That’s got to be the piece of martial arts advice I hate the most. It’s so full of smug assumptions about what constitutes a self-defense situation that I feel only envy for the life of people who think it is good advice.
Of course, when we are talking about self-defense, context matters. So if you are talking exclusively to men involved in some sort of social display that mostly has a positive or negative outcome that affects social status, but risks life and limb? By all means take this excellent advice, which could also be summed up with “Don’t be an idiot.”
For the rest of the situations that might happen to us, the kind we frequently read about in the papers and inspire us to consider lessons in self-defense? By the time the event is happening, if we had the opportunity, we would have run already. Or otherwise taken steps to avoid or defuse the situation. If you want an excellent break-down on the types of situations you can run into (and beautiful tools to deal with all of them), hit up amazon or your library and search for “Rory Miller.”
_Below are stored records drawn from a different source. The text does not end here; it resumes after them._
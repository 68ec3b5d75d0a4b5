//! End-to-end combination of several inputs into one document.
//!
//! A [`CombineRequest`] lists inputs (a format tag and the raw text) and an
//! optional output template. [`combine`] checks the request, parses every
//! input, folds the documents together in order and, when a template is
//! given, projects the merged document through it.
//!
//! # Example
//!
//! ```
//! use unifio::combine::{combine, CombineRequest, Input};
//! use unifio::config::Config;
//! use unifio::converters::Format;
//!
//! let request = CombineRequest::new(vec![
//!     Input::new(Format::Json, r#"{"user":{"name":"Alice"}}"#),
//!     Input::new(Format::Xml, "<profile><age>30</age></profile>"),
//! ]);
//!
//! let response = combine(&request, &Config::default()).unwrap();
//! assert_eq!(
//!     serde_json::to_string(&response.result).unwrap(),
//!     r#"{"user":{"name":"Alice"},"profile":{"age":"30"}}"#
//! );
//! ```

use crate::config::Config;
use crate::converters::{parse_one, Format, ParseError};
use crate::document::merge::merge_all;
use crate::document::node::Value;
use crate::policy::encoding::is_likely_text;
use crate::projection::{project, ProjectionMetadata};
use serde::{Deserialize, Serialize};
use thiserror::Error;
use tracing::debug;

/// One document to combine.
#[derive(Debug, Clone, PartialEq, Serialize, Deserialize)]
pub struct Input {
    /// Format tag; matched case-insensitively, `yml` is accepted for YAML.
    #[serde(rename = "type")]
    pub format: Format,
    /// Raw document text.
    pub data: String,
}

impl Input {
    pub fn new(format: Format, data: impl Into<String>) -> Self {
        Self {
            format,
            data: data.into(),
        }
    }
}

/// Inputs to merge plus an optional output template.
#[derive(Debug, Clone, PartialEq, Serialize, Deserialize)]
pub struct CombineRequest {
    pub inputs: Vec<Input>,
    /// Template whose string leaves are path expressions; must be an object.
    #[serde(default, skip_serializing_if = "Option::is_none")]
    pub output_format: Option<Value>,
}

impl CombineRequest {
    pub fn new(inputs: Vec<Input>) -> Self {
        Self {
            inputs,
            output_format: None,
        }
    }

    pub fn with_template(mut self, template: Value) -> Self {
        self.output_format = Some(template);
        self
    }
}

/// Result of a successful combination.
#[derive(Debug, Clone, PartialEq, Serialize)]
pub struct CombineResponse {
    /// Merged document, projected when a template was given.
    pub result: Value,
    /// Projection bookkeeping; absent without a template.
    #[serde(skip_serializing_if = "Option::is_none")]
    pub metadata: Option<ProjectionMetadata>,
}

/// Reasons a combination request is rejected.
#[derive(Debug, Error)]
pub enum CombineError {
    #[error("Invalid input: inputs must not be empty")]
    NoInputs,
    #[error("Invalid input: output_format must be an object")]
    TemplateNotObject,
    #[error("Invalid input: inputs[{index}] does not look like text")]
    BinaryInput { index: usize },
    #[error("Failed to parse inputs[{index}] ({format}): {}", .source.message)]
    Parse {
        index: usize,
        format: Format,
        #[source]
        source: ParseError,
    },
}

/// Validates, parses, merges and optionally projects the request's inputs.
pub fn combine(request: &CombineRequest, config: &Config) -> Result<CombineResponse, CombineError> {
    validate(request, config)?;

    let mut documents = Vec::with_capacity(request.inputs.len());
    for (index, input) in request.inputs.iter().enumerate() {
        let document = parse_one(input.format, &input.data, config).map_err(|source| CombineError::Parse {
            index,
            format: input.format,
            source,
        })?;
        debug!(index, format = %input.format, kind = document.kind(), "input parsed");
        documents.push(document);
    }

    let merged = merge_all(&documents);

    Ok(match &request.output_format {
        Some(template) => {
            let projection = project(template, &merged, config);
            CombineResponse {
                result: projection.value,
                metadata: Some(projection.metadata),
            }
        }
        None => CombineResponse {
            result: merged,
            metadata: None,
        },
    })
}

fn validate(request: &CombineRequest, config: &Config) -> Result<(), CombineError> {
    if request.inputs.is_empty() {
        return Err(CombineError::NoInputs);
    }
    if matches!(&request.output_format, Some(template) if !template.is_object()) {
        return Err(CombineError::TemplateNotObject);
    }
    for (index, input) in request.inputs.iter().enumerate() {
        if !is_likely_text(&input.data, config.nonprintable_threshold) {
            return Err(CombineError::BinaryInput { index });
        }
    }
    Ok(())
}

#[cfg(test)]
mod tests {
    use super::*;

    fn json(text: &str) -> Value {
        serde_json::from_str(text).unwrap()
    }

    #[test]
    fn test_request_deserializes_from_wire_form() {
        let request: CombineRequest = serde_json::from_str(
            r#"{"inputs":[{"type":"YAML","data":"a: 1"}],"output_format":{"x":"$.a"}}"#,
        )
        .unwrap();
        assert_eq!(request.inputs[0].format, Format::Yaml);
        assert_eq!(request.output_format, Some(json(r#"{"x":"$.a"}"#)));
    }

    #[test]
    fn test_rejects_empty_inputs() {
        let err = combine(&CombineRequest::new(vec![]), &Config::default()).unwrap_err();
        assert!(matches!(err, CombineError::NoInputs));
    }

    #[test]
    fn test_rejects_non_object_template() {
        let request = CombineRequest::new(vec![Input::new(Format::Json, "{}")])
            .with_template(json(r#"["$.a"]"#));
        let err = combine(&request, &Config::default()).unwrap_err();
        assert_eq!(err.to_string(), "Invalid input: output_format must be an object");
    }

    #[test]
    fn test_rejects_binary_payload() {
        let request = CombineRequest::new(vec![
            Input::new(Format::Json, "{}"),
            Input::new(Format::Csv, "\u{0}\u{1}\u{2}\u{3}binary"),
        ]);
        let err = combine(&request, &Config::default()).unwrap_err();
        assert!(matches!(err, CombineError::BinaryInput { index: 1 }));
    }

    #[test]
    fn test_unusable_threshold_still_accepts_text() {
        for setting in ["nonprintable_threshold = 0.0", "nonprintable_threshold = -0.5", "nonprintable_threshold = nan"] {
            let config: Config = toml::from_str(setting).unwrap();
            let request = CombineRequest::new(vec![Input::new(Format::Json, r#"{"a":1}"#)]);
            let response = combine(&request, &config).unwrap();
            assert_eq!(response.result, json(r#"{"a":1}"#));
        }
    }

    #[test]
    fn test_parse_failure_names_input() {
        let request = CombineRequest::new(vec![
            Input::new(Format::Json, "{}"),
            Input::new(Format::Xml, "<a><b></a>"),
        ]);
        let err = combine(&request, &Config::default()).unwrap_err();
        assert_eq!(
            err.to_string(),
            "Failed to parse inputs[1] (xml): mismatched closing tag: a"
        );
    }

    #[test]
    fn test_template_projection_returns_metadata() {
        let request = CombineRequest::new(vec![
            Input::new(Format::Json, r#"{"user":{"name":"Bob","age":42}}"#),
        ])
        .with_template(json(r#"{"name":"$.user.name"}"#));
        let response = combine(&request, &Config::default()).unwrap();
        assert_eq!(response.result, json(r#"{"name":"Bob"}"#));
        assert_eq!(response.metadata, Some(ProjectionMetadata::default()));
    }

    #[test]
    fn test_csv_cells_sanitized_by_default() {
        let request = CombineRequest::new(vec![Input::new(Format::Csv, "col\n=SUM(A1:A1)\nplain")]);
        let response = combine(&request, &Config::default()).unwrap();
        assert_eq!(
            response.result,
            json(r#"{"rows":[{"col":"'=SUM(A1:A1)"},{"col":"plain"}]}"#)
        );
        assert!(response.metadata.is_none());
    }
}
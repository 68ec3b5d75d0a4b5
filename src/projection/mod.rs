//! Template-driven reshaping of a merged document.
//!
//! A template is a [`Value`] whose string leaves are path expressions. The
//! projection walks the template, evaluates every string leaf against the
//! document and builds an output of the same shape. Other scalars pass
//! through unchanged.
//!
//! Two limits bound the walk. Template nodes deeper than the depth cap become
//! `null`. A leaf matching more values than the array cap is cut down to the
//! cap; the cut is recorded in the returned [`ProjectionMetadata`] and, when
//! the leaf sits in an object, in a [`TruncationNote`] stored under the
//! reserved [`SIDECAR_KEY`] of that object.
//!
//! # Example
//!
//! ```
//! use unifio::config::Config;
//! use unifio::document::node::Value;
//! use unifio::projection::project;
//!
//! let doc: Value = serde_json::from_str(r#"{"user":{"name":"Bob","age":42}}"#).unwrap();
//! let template: Value = serde_json::from_str(r#"{"name":"$.user.name"}"#).unwrap();
//!
//! let projection = project(&template, &doc, &Config::default());
//! assert_eq!(serde_json::to_string(&projection.value).unwrap(), r#"{"name":"Bob"}"#);
//! assert!(!projection.metadata.truncated);
//! assert!(!projection.metadata.max_depth_reached);
//! ```

pub mod metadata;

pub use metadata::{ProjectionMetadata, TruncationNote, ROOT_QUALIFIER, SIDECAR_KEY};

use crate::config::Config;
use crate::document::node::Value;
use crate::jsonpath;
use indexmap::IndexMap;
use serde::Serialize;
use tracing::{debug, warn};

/// Output of one projection call.
#[derive(Debug, Clone, PartialEq, Serialize)]
pub struct Projection {
    /// The shaped document.
    pub value: Value,
    /// Truncation and depth events seen while shaping it.
    pub metadata: ProjectionMetadata,
}

/// Shapes `document` according to `template`.
///
/// Never fails: malformed paths inside the template produce `null` leaves.
pub fn project(template: &Value, document: &Value, config: &Config) -> Projection {
    let mut projector = Projector {
        document,
        depth_cap: config.depth_cap,
        array_cap: config.array_cap,
        metadata: ProjectionMetadata::default(),
    };
    let (shaped, _) = projector.walk(template, 0, ROOT_QUALIFIER);

    Projection {
        value: shaped.into_value(),
        metadata: projector.metadata,
    }
}

/// Output tree under construction.
///
/// A container that holds a truncated leaf is wrapped in `Annotated`; the
/// note is lowered into the container when converting to a [`Value`].
#[derive(Debug)]
enum Shaped {
    Leaf(Value),
    List(Vec<Shaped>),
    Map(IndexMap<String, Shaped>),
    Annotated {
        container: Box<Shaped>,
        note: TruncationNote,
    },
}

impl Shaped {
    fn into_value(self) -> Value {
        match self {
            Shaped::Leaf(value) => value,
            Shaped::List(items) => Value::Array(items.into_iter().map(Shaped::into_value).collect()),
            Shaped::Map(entries) => Value::Object(
                entries
                    .into_iter()
                    .map(|(key, shaped)| (key, shaped.into_value()))
                    .collect(),
            ),
            Shaped::Annotated { container, note } => match container.into_value() {
                Value::Object(mut map) => {
                    map.insert(SIDECAR_KEY.to_string(), note.to_value());
                    Value::Object(map)
                }
                // A list has nowhere to hold the note; it stays in the metadata.
                other => other,
            },
        }
    }

    fn annotate(self, note: Option<TruncationNote>) -> Shaped {
        match note {
            Some(note) => Shaped::Annotated {
                container: Box::new(self),
                note,
            },
            None => self,
        }
    }
}

struct Projector<'a> {
    document: &'a Value,
    depth_cap: usize,
    array_cap: usize,
    metadata: ProjectionMetadata,
}

impl Projector<'_> {
    /// Shapes one template node.
    ///
    /// `qualifier` names the node within its enclosing container. A returned
    /// note is meant for that enclosing container.
    fn walk(&mut self, template: &Value, depth: usize, qualifier: &str) -> (Shaped, Option<TruncationNote>) {
        if depth > self.depth_cap {
            if !self.metadata.max_depth_reached {
                warn!(depth_cap = self.depth_cap, "template exceeds depth cap, deeper nodes are null");
            }
            self.metadata.max_depth_reached = true;
            return (Shaped::Leaf(Value::Null), None);
        }

        match template {
            Value::String(path) => self.resolve(path, qualifier),
            Value::Array(items) => {
                let mut note = None;
                let mut shaped = Vec::with_capacity(items.len());
                for (index, item) in items.iter().enumerate() {
                    let (child, child_note) = self.walk(item, depth + 1, &index.to_string());
                    shaped.push(child);
                    note = child_note.or(note);
                }
                (Shaped::List(shaped).annotate(note), None)
            }
            Value::Object(entries) => {
                let mut note = None;
                let mut shaped = IndexMap::with_capacity(entries.len());
                for (key, item) in entries {
                    let (child, child_note) = self.walk(item, depth + 1, key);
                    shaped.insert(key.clone(), child);
                    note = child_note.or(note);
                }
                (Shaped::Map(shaped).annotate(note), None)
            }
            scalar => (Shaped::Leaf(scalar.clone()), None),
        }
    }

    /// Evaluates a path leaf and applies the array cap.
    fn resolve(&mut self, path: &str, qualifier: &str) -> (Shaped, Option<TruncationNote>) {
        let matches = match jsonpath::evaluate(self.document, path) {
            Ok(matches) => matches,
            Err(err) => {
                debug!(field = qualifier, error = %err, "malformed path in template, using null");
                return (Shaped::Leaf(Value::Null), None);
            }
        };

        match matches.len() {
            0 => (Shaped::Leaf(Value::Null), None),
            1 => (Shaped::Leaf(matches[0].clone()), None),
            total if total <= self.array_cap => (
                Shaped::Leaf(Value::Array(matches.into_iter().cloned().collect())),
                None,
            ),
            total => {
                let kept: Vec<Value> = matches.into_iter().take(self.array_cap).cloned().collect();
                warn!(
                    field = qualifier,
                    total,
                    returned = kept.len(),
                    "output truncated: {} capped at {} items",
                    qualifier,
                    self.array_cap
                );
                self.metadata.record_truncation(qualifier);
                let note = TruncationNote::new(qualifier, kept.len());
                (Shaped::Leaf(Value::Array(kept)), Some(note))
            }
        }
    }
}
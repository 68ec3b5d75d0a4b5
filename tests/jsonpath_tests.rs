//! Integration tests for path parsing and evaluation.

use unifio::document::node::Value;
use unifio::jsonpath::{evaluate, Parser, PathToken};

fn doc() -> Value {
    serde_json::from_str(
        r#"{
            "store": {
                "book": [
                    {"title": "Sayings", "price": 8.95},
                    {"title": "Sword", "price": 12.99},
                    {"title": "Moby", "price": 8.99}
                ],
                "first-name": "Ann",
                "bicycle": {"color": "red"}
            }
        }"#,
    )
    .unwrap()
}

#[test]
fn test_root_returns_whole_document() {
    let doc = doc();
    let results = evaluate(&doc, "$").unwrap();
    assert_eq!(results, vec![&doc]);
}

#[test]
fn test_property_chain() {
    let doc = doc();
    let results = evaluate(&doc, "$.store.bicycle.color").unwrap();
    assert_eq!(results, vec![&Value::from("red")]);
}

#[test]
fn test_bracket_notation_and_hyphenated_names() {
    let doc = doc();
    assert_eq!(evaluate(&doc, "$['store']['first-name']").unwrap(), vec![&Value::from("Ann")]);
    assert_eq!(evaluate(&doc, "$.store.first-name").unwrap(), vec![&Value::from("Ann")]);
}

#[test]
fn test_wildcard_then_property_preserves_order() {
    let doc = doc();
    let titles: Vec<&str> = evaluate(&doc, "$.store.book[*].title")
        .unwrap()
        .into_iter()
        .filter_map(Value::as_str)
        .collect();
    assert_eq!(titles, vec!["Sayings", "Sword", "Moby"]);
}

#[test]
fn test_negative_and_out_of_range_indexes() {
    let doc = doc();
    assert_eq!(
        evaluate(&doc, "$.store.book[-1].title").unwrap(),
        vec![&Value::from("Moby")]
    );
    assert!(evaluate(&doc, "$.store.book[3]").unwrap().is_empty());
    assert!(evaluate(&doc, "$.store.book[-4]").unwrap().is_empty());
}

#[test]
fn test_wildcard_on_object_matches_nothing() {
    let doc = doc();
    assert!(evaluate(&doc, "$.store.bicycle[*]").unwrap().is_empty());
    assert!(evaluate(&doc, "$.store.*").unwrap().is_empty());
}

#[test]
fn test_type_mismatch_yields_empty() {
    let doc = doc();
    assert!(evaluate(&doc, "$.store.book.title").unwrap().is_empty());
    assert!(evaluate(&doc, "$.store.bicycle[0]").unwrap().is_empty());
}

#[test]
fn test_parser_tokens() {
    let path = Parser::parse("$.a[0]['b c'][*]").unwrap();
    assert_eq!(
        path.tokens,
        vec![
            PathToken::Property("a".to_string()),
            PathToken::Index(0),
            PathToken::Property("b c".to_string()),
            PathToken::Wildcard,
        ]
    );
}

#[test]
fn test_malformed_paths_fail() {
    let doc = doc();
    for path in ["", "store", "$.", "$[", "$[]", "$['a", "$..book", "$.a[x]", "$ .a"] {
        assert!(evaluate(&doc, path).is_err(), "expected error for {:?}", path);
    }
}
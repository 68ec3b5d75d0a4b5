//! Canonical document model and merging.

pub mod merge;
pub mod node;

pub use merge::{merge, merge_all};
pub use node::{Number, Value};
The self-defense world is full of bullshit. It’s easy to find courses anywhere that offer to teach you all kinds of gritty, down-and-dirty hurtin’ tricks…but those same courses focus so much on the techniques that they never deal with what it takes to make the decision to use them. Aside from the obligatory tough-guy posturing of “Do you WANT to be a victim?!?” or the even worse telling of gory tales of horrible fates that have befallen others. I suppose you are expected to be so impressed by the swagger that you will remember it and be inspired when it comes time to pop an eyeball out. Uh huh.
Want some good advice? Cultivate an actionable awareness. That’s the most important self-defense skill.
You have to learn to analyze and understand the world around you HONESTLY. This means throwing out all of your biases and assumptions. The most successful dirtbags that predate on people do so by knowing your own biases and assumptions better than you do, and know how to exploit them. And yes, that means racism, sexism or other bigotry. Those are exploitable biases. Open your eyes and learn to see the world around you.
This is a skill you must learn. You cannot just do it. You have to learn how to see patterns in everything, and how to understand when a change in the pattern is worth noting, and when it is time to act. You have to learn to see what is around you, and what stands out as a potential threat. If you find teachers who stress this, then you know you are taking a real self-defense class.
And that’s just awareness. The actionable part comes in knowing not what you can do, but what you can do. Can you call 911 or are you terrified that doing so will make you a victim of the violence happening to someone else? Do you know what your other options are? Have you called 911 before and do you know what to expect? How about that moment when you are starting to feel afraid of something bad happening, but you are also worried that it’s really just nothing and you don’t know if you want to waste the time of the 911 service? Do you have the local police non-emergency saved on your phone? Have you called it before and do you know to expect? Have you practiced calling for help?
Beyond that do you know how to defuse an unstable situation? Do know how to tell if it can be defused or not? Can you talk down an angry or depressed person from harming you or themselves? Have you practiced it? Do you know how to recognize the signs of someone drunk or high? Do you know how to recognizes when they are in an excessive state of intoxication? Do you know the risk of violence they might represent? Or self-harm? What about the various kinds of mental illness that might present themselves to you in a threatening fashion? Are they a threat or are they not? And when is the situation such that you must, or when you should act?
And when violence happens, do you know where the violence lies on your local legal systems use-of-force spectrum? Are you able to see each level as permission to act, and have you rehearsed the appropriate skills for you to use at each level? Do you know the consequences of your actions and all the appropriate follow-ups, including reporting and self-care? Do you know how to defuse a situation after you have acted that is safe for all parties involved? Are you comfortable and have you practiced keeping someone in custody for when the police arrive? Do you know when you should let someone else run away from you? Can you take care of a person that you have just rendered unconscious, or horrifically wounded? Do you know what your legal requirements are? Do you know if you have just committed self-defense or assault, and can you explain it as such when the police arrive, and later in court when all the evidence is presented in the cold light of day before a dispassionate judge?
If you can answer with some sense of what is correct in various situations that might touch on all of the above, then you have a fairly actionable awareness.
You cultivate that actionable awareness with daily practice, by taking all sorts of classes. You don’t have to make it the focus of your life, but you will know the value in taking first aid refresher courses, weapon handling classes, martial arts classes, psychology and self-help classes, and a myriad other set of things to ensure that your awareness is a skill set that you can depend on throughout your life.
Cultivate an actionable awareness. It’s the closest most of us will ever get to a super-power, and it’s attainable by all of us. But you won’t find it in a two-hour poke-em-in-the-eye and run away class. You’ll have to put the work in and find a place that will teach you all of these skills, and be prepared to spend at least a weekend on just a basic introduction course.